The multivariate gaussian distribution has probability density function:
$$ \frac{1}{\sqrt{(2\pi)^k|\mathbf{\Sigma}|}} \exp\left(-\frac12(\mathbf{x}-\boldsymbol{\mu})^\text{T}\mathbf{\Sigma}^{-1}(\mathbf{x}-\boldsymbol{\mu})\right) $$
(Original at https://i.stack.imgur.com/pVm0K.png)
When comparing the univariate and the multivariate p.d.f, it is interesting to notice the following two facts:
- Dividing by sigma square in the exponent is replaced by multiplying for the inverse of the covariance matrix
- The normalization factor in front of the exponent now contains the determinant of the covariance matrix
The second fact is somehow easier to understand: normalizing the area of the p.d.f now requires to use the determinant of the covariance matrix, since it is the "magnitude" of the space transformation described by the covariance matrix.

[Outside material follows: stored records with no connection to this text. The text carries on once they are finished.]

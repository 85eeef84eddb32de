use diesel_async::pooled_connection::deadpool::Pool;
use diesel_async::pooled_connection::AsyncDieselConnectionManager;
use diesel_async::AsyncPgConnection;

use crate::error::IndexerError;

/// An async Postgres connection pool.
pub type PgPool = Pool<AsyncPgConnection>;

/// Maximum connections per pool. The indexer runs three sequential tasks, so
/// contention stays low.
const MAX_POOL_SIZE: usize = 8;

/// Builds a connection pool for the given database URL.
///
/// Pools are constructed once at startup and handed to the repositories that
/// need them; there is no process-global pool.
///
/// # Errors
/// * [`IndexerError::Pool`] if pool construction fails
pub fn new_pool(database_url: &str) -> Result<PgPool, IndexerError> {
    let manager = AsyncDieselConnectionManager::<AsyncPgConnection>::new(database_url);
    Pool::builder(manager)
        .max_size(MAX_POOL_SIZE)
        .build()
        .map_err(|e| IndexerError::Pool(e.to_string()))
}
use chrono::Local;
use eyre::Result;
use fern::Dispatch;

/// Sets up the console logger.
///
/// # Returns
/// * `Result<()>` - Success or failure of logger setup
///
/// # Errors
/// * If logger configuration fails
pub fn setup_logger() -> Result<()> {
    Dispatch::new()
        // Set logging level from RUST_LOG env var or default to Info
        .level(
            std::env::var("RUST_LOG")
                .map(|level| level.parse().unwrap_or(log::LevelFilter::Info))
                .unwrap_or(log::LevelFilter::Info),
        )
        .chain(std::io::stdout())
        // Format log messages with time and log level
        .format(|out, message, record| {
            out.finish(format_args!(
                "{} [{}] {}",
                Local::now().format("%Y-%m-%d %H:%M:%S"),
                record.level(),
                message
            ));
        })
        .apply()?;
    Ok(())
}
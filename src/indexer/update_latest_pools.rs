use log::info;

use crate::error::IndexerError;
use crate::indexer::Indexer;

impl Indexer {
    /// Refreshes the reserve snapshot of every known pool.
    ///
    /// One height is fetched at the start of the run and used for the whole
    /// batch, so all snapshots in a run are comparably "as of" the same
    /// block. Any single pool query failure aborts the run with nothing
    /// persisted; a half-height batch is worse than a delayed, complete one.
    ///
    /// # Errors
    /// * Repository read/write failures
    /// * The first node query failure in the batch
    pub async fn update_latest_pools(&self) -> Result<(), IndexerError> {
        let pairs = self.repos.persist.pairs(0, 0, false).await?;
        if pairs.is_empty() {
            info!("indexer::update_latest_pools: no pairs, nothing to do");
            return Ok(());
        }

        let height = self.repos.node.latest_height().await?;
        info!(
            "indexer::update_latest_pools: snapshotting {} pools at height {height}",
            pairs.len()
        );

        let mut pools = Vec::with_capacity(pairs.len());
        for pair in &pairs {
            let pool = self
                .repos
                .node
                .pool(&pair.contract, height)
                .await
                .map_err(|e| e.context("update_latest_pools"))?;
            pools.push(pool);
        }

        self.repos.persist.save_latest_pools(&pools, height).await?;
        self.repos.persist.save_synced_height(height).await?;
        Ok(())
    }
}
use std::collections::{HashMap, HashSet};

use log::info;

use crate::error::IndexerError;
use crate::indexer::Indexer;
use crate::models::Token;

impl Indexer {
    /// Brings the `verified` flag and metadata in line with the published
    /// registries.
    ///
    /// Verification status tracks the external source of truth exactly:
    /// entries absent or differing from storage are upserted, and stored
    /// tokens marked verified but missing from the current set are demoted
    /// with only the flag flipped.
    ///
    /// # Errors
    /// * Repository read/write failures
    /// * Registry fetch or decode failures
    /// * [`IndexerError::UnsupportedNetwork`] for an unregistered chain id
    pub async fn update_verified_tokens(&self) -> Result<(), IndexerError> {
        let stored: Vec<Token> = self
            .repos
            .persist
            .tokens(0, 0, false)
            .await?
            .into_iter()
            .filter(|t| t.chain_id == self.chain_id)
            .collect();
        let verified = self.repos.asset.verified_tokens(&self.chain_id).await?;

        let staged = diff_verified(&stored, &verified);
        info!(
            "indexer::update_verified_tokens: {} verified entries, {} rows to write",
            verified.len(),
            staged.len()
        );

        if staged.is_empty() {
            return Ok(());
        }

        self.repos.persist.save_tokens(&staged).await?;
        Ok(())
    }
}

/// The minimal write set bringing `stored` in line with `verified`.
///
/// Structural field-wise equality decides whether a stored row needs
/// rewriting; stored tokens verified yesterday but absent from today's set
/// are demoted in place.
#[must_use]
pub fn diff_verified(stored: &[Token], verified: &[Token]) -> Vec<Token> {
    let by_address: HashMap<&str, &Token> =
        stored.iter().map(|t| (t.address.as_str(), t)).collect();

    let mut staged = Vec::new();
    for entry in verified {
        match by_address.get(entry.address.as_str()) {
            Some(existing) if *existing == entry => {}
            _ => staged.push(entry.clone()),
        }
    }

    let current: HashSet<&str> = verified.iter().map(|t| t.address.as_str()).collect();
    for token in stored {
        if token.verified && !current.contains(token.address.as_str()) {
            let mut demoted = token.clone();
            demoted.verified = false;
            staged.push(demoted);
        }
    }

    staged
}
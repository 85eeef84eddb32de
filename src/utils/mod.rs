//! Logger and database plumbing.

/// Database connection pool construction.
pub mod db_connect;
/// Console logger setup.
pub mod logger;
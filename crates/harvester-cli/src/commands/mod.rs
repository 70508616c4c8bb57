pub mod instagram;
pub mod reddit;
pub mod status;

use harvester_core::config::Config;
use harvester_core::storage::DbPool;

/// Initialize the Postgres pool shared by every subcommand.
pub async fn init_pool(config: &Config) -> anyhow::Result<DbPool> {
    harvester_core::storage::init_db(&config.database.url, config.database.max_connections)
        .await
        .map_err(|e| anyhow::anyhow!("database initialization failed: {e}"))
}
impl InstagramScraperCycle {
    pub fn new(
        store: Arc<dyn InstagramStore>,
        media: Arc<MediaPipeline>,
        viral_min_views: i64,
        viral_multiplier: f64,
        new_creator_target: u32,
        existing_creator_target: u32,
    ) -> Self {
        Self {
            store,
            media,
            viral_min_views,
            viral_multiplier,
            new_creator_target,
            existing_creator_target,
        }
    }

    /// Process `targets` with up to `concurrency` creators in flight at
    /// once, matching the semaphore-bounded fan-out used for Instagram's
    /// per-account concurrency (distinct from Reddit's thread-affinity
    /// model, since there's no proxy pool to bind to here).
    pub async fn run(
        self: &Arc<Self>,
        client: Arc<InstagramApiClient>,
        rate_limiter: Arc<super::rate_limiter::TokenBucket>,
        targets: Vec<String>,
        concurrency: usize,
    ) -> Vec<CreatorResult> {
        let semaphore = Arc::new(Semaphore::new(concurrency.max(1)));
        let mut handles = Vec::with_capacity(targets.len());

        for username in targets {
            let permit = semaphore.clone().acquire_owned().await.unwrap();
            let cycle = self.clone();
            let client = client.clone();
            let rate_limiter = rate_limiter.clone();
            handles.push(tokio::spawn(async move {
                let _permit = permit;
                cycle.process_creator(&client, &rate_limiter, &username).await
            }));
        }

        let mut results = Vec::with_capacity(handles.len());
        for handle in handles {
            match handle.await {
                Ok(result) => results.push(result),
                Err(e) => warn!(error = %e, "instagram creator task panicked"),
            }
        }
        results
    }

    async fn process_creator(
        &self,
        client: &InstagramApiClient,
        rate_limiter: &super::rate_limiter::TokenBucket,
        username: &str,
    ) -> CreatorResult {
        let cached = self.store.get_creator(username).await.ok().flatten();
        let target = if cached.is_none() {
            self.new_creator_target
        } else {
            self.existing_creator_target
        };

        rate_limiter.acquire().await;
        let profile = match client.profile(username).await {
            Ok(p) => p,
            Err(InstagramApiError::Fatal { status: 404, .. }) => {
                return CreatorResult::Skipped {
                    username: username.to_string(),
                    reason: "profile not found".to_string(),
                }
            }
            Err(e) => {
                return CreatorResult::Failed {
                    username: username.to_string(),
                    error: e.to_string(),
                }
            }
        };

        let mut creator = parse_profile(username, &profile).merge_operator_fields(cached.as_ref());
        let user_id = profile["data"]["id"].as_str().unwrap_or_default().to_string();

        if let Some(source_url) = creator.profile_pic_url.clone() {
            creator.profile_pic_url = Some(
                match self.media.ingest(MediaClass::Profile, username, "profile_pic", None, &source_url).await {
                    MediaOutcome::Rehosted { public_url } => public_url,
                    MediaOutcome::KeptOriginal { original_url } => original_url,
                },
            );
        }

        let mut new_media = 0usize;
        let feed_items = self.paginate_feed(client, rate_limiter, &user_id, target).await;
        new_media += self.ingest_posts(username, &feed_items, creator.avg_views_per_reel).await;

        let reel_items = self.paginate_reels(client, rate_limiter, &user_id, target).await;
        new_media += self.ingest_reels(username, &reel_items, creator.avg_views_per_reel).await;

        if let Ok(all_reels) = self.store.list_reels_for_creator(username).await {
            let (total_reels, total_views, avg_views_per_reel, avg_engagement) = rollups::compute_rollups(&all_reels);
            creator.total_reels = total_reels;
            creator.total_views = total_views;
            creator.avg_views_per_reel = avg_views_per_reel;
            creator.avg_engagement = avg_engagement;
        }

        creator.last_scraped_at = Some(Utc::now());
        if cached.is_none() {
            creator.discovered_at = Some(Utc::now());
        }

        if let Err(e) = self.store.upsert_creator(&creator).await {
            return CreatorResult::Failed {
                username: username.to_string(),
                error: e.to_string(),
            };
        }

        CreatorResult::Processed {
            username: username.to_string(),
            new_media,
        }
    }

    /// Walk a user's feed page by page via `paging_info.max_id`, stopping
    /// once `target` items are collected, the upstream reports no more
    /// pages, or a page arrives with no continuation cursor.
    async fn paginate_feed(
        &self,
        client: &InstagramApiClient,
        rate_limiter: &super::rate_limiter::TokenBucket,
        user_id: &str,
        target: u32,
    ) -> Vec<serde_json::Value> {
        let mut items = Vec::new();
        let mut max_id: Option<String> = None;
        loop {
            rate_limiter.acquire().await;
            let page = match client.user_feed(user_id, max_id.as_deref()).await {
                Ok(page) => page,
                Err(_) => break,
            };
            let page_items = page["data"]["items"].as_array().cloned().unwrap_or_default();
            if page_items.is_empty() {
                break;
            }
            items.extend(page_items);
            let more_available = page["paging_info"]["more_available"].as_bool().unwrap_or(false);
            let next_max_id = page["paging_info"]["max_id"].as_str().map(|s| s.to_string());
            if items.len() as u32 >= target || !more_available || next_max_id.is_none() {
                break;
            }
            max_id = next_max_id;
        }
        items
    }

    /// Same pagination walk as [`Self::paginate_feed`], over reels.
    async fn paginate_reels(
        &self,
        client: &InstagramApiClient,
        rate_limiter: &super::rate_limiter::TokenBucket,
        user_id: &str,
        target: u32,
    ) -> Vec<serde_json::Value> {
        let mut items = Vec::new();
        let mut max_id: Option<String> = None;
        loop {
            rate_limiter.acquire().await;
            let page = match client.user_reels(user_id, max_id.as_deref()).await {
                Ok(page) => page,
                Err(_) => break,
            };
            let page_items = page["data"]["items"].as_array().cloned().unwrap_or_default();
            if page_items.is_empty() {
                break;
            }
            items.extend(page_items);
            let more_available = page["paging_info"]["more_available"].as_bool().unwrap_or(false);
            let next_max_id = page["paging_info"]["max_id"].as_str().map(|s| s.to_string());
            if items.len() as u32 >= target || !more_available || next_max_id.is_none() {
                break;
            }
            max_id = next_max_id;
        }
        items
    }

    async fn ingest_posts(&self, creator: &str, items: &[serde_json::Value], creator_avg_views: f64) -> usize {
        let mut stored = 0;
        for item in items {
            let Some(mut post) = parse_post(creator, item) else { continue };
            let cached = self.store.get_post(&post.media_pk).await.ok().flatten();
            let view_proxy = post.view_count.unwrap_or(0);
            let currently_viral =
                reels::is_viral(view_proxy, creator_avg_views, self.viral_min_views, self.viral_multiplier);
            let (is_viral, detected_at) = posts_ig::set_viral_state(
                cached.as_ref().and_then(|c| c.viral_detected_at),
                currently_viral,
                Utc::now(),
            );
            post.is_viral = is_viral;
            post.viral_detected_at = detected_at;
            if let Some(source_url) = post.media_url.clone() {
                let class = media_class_for_type(&post.media_type);
                post.media_url = Some(match self.media.ingest(class, creator, &post.media_pk, None, &source_url).await {
                    MediaOutcome::Rehosted { public_url } => public_url,
                    MediaOutcome::KeptOriginal { original_url } => original_url,
                });
            }
            if self.store.upsert_post(&post).await.is_ok() {
                stored += 1;
            }
        }
        stored
    }

    async fn ingest_reels(&self, creator: &str, items: &[serde_json::Value], creator_avg_views: f64) -> usize {
        let mut stored = 0;
        for item in items {
            let Some(mut reel) = parse_reel(creator, item) else { continue };
            let cached = self.store.get_reel(&reel.media_pk).await.ok().flatten();
            let play_count = reel.play_count.unwrap_or(0);
            let currently_viral =
                reels::is_viral(play_count, creator_avg_views, self.viral_min_views, self.viral_multiplier);
            let (is_viral, detected_at) = posts_ig::set_viral_state(
                cached.as_ref().and_then(|c| c.viral_detected_at),
                currently_viral,
                Utc::now(),
            );
            reel.is_viral = is_viral;
            reel.viral_detected_at = detected_at;
            if let Some(source_url) = reel.media_url.clone() {
                reel.media_url = Some(
                    match self.media.ingest(MediaClass::Video, creator, &reel.media_pk, None, &source_url).await {
                        MediaOutcome::Rehosted { public_url } => public_url,
                        MediaOutcome::KeptOriginal { original_url } => original_url,
                    },
                );
            }
            if self.store.upsert_reel(&reel).await.is_ok() {
                stored += 1;
            }
        }
        stored
    }
}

The first one is instead more complex to grasp. When we perform this operation
$$ \mathbf{\Sigma}^{-1}(\mathbf{x}-\boldsymbol{\mu}) $$
represents a transformation of the vector $$(\mathbf{x}-\boldsymbol{\mu})$$
which itself produces a new transformation, which we will then apply to
$$ (\mathbf{x}-\boldsymbol{\mu})^\text{T} $$
Why is this double linear transformation equivalent to dividing by sigma in a single-dimension case?
It must be because it accounts for the dispersion in the exponent. We can use the trace rule to rewrite the exponent:
$$\begin{split}f(\textbf x)&\propto e^{-\frac 12 \text{tr}((x-\mu)^T\Sigma^{-1}(x-\mu))}\\ &=e^{-\frac 12\text{tr}((x-\mu)(x-\mu)^T\Sigma^{-1})}\end{split}$$
Since $(x-\mu)(x-\mu)^T$ is a measure of dispersion, we can't multiply it by the dispersion again. Therefore, we need to use the inverse of the covariance to make the pdf make sense.
Alternatively, you can think of it in terms of quadratic forms. $x^TAx$ is the matrix equivalent of $ax^2$. So there you have it.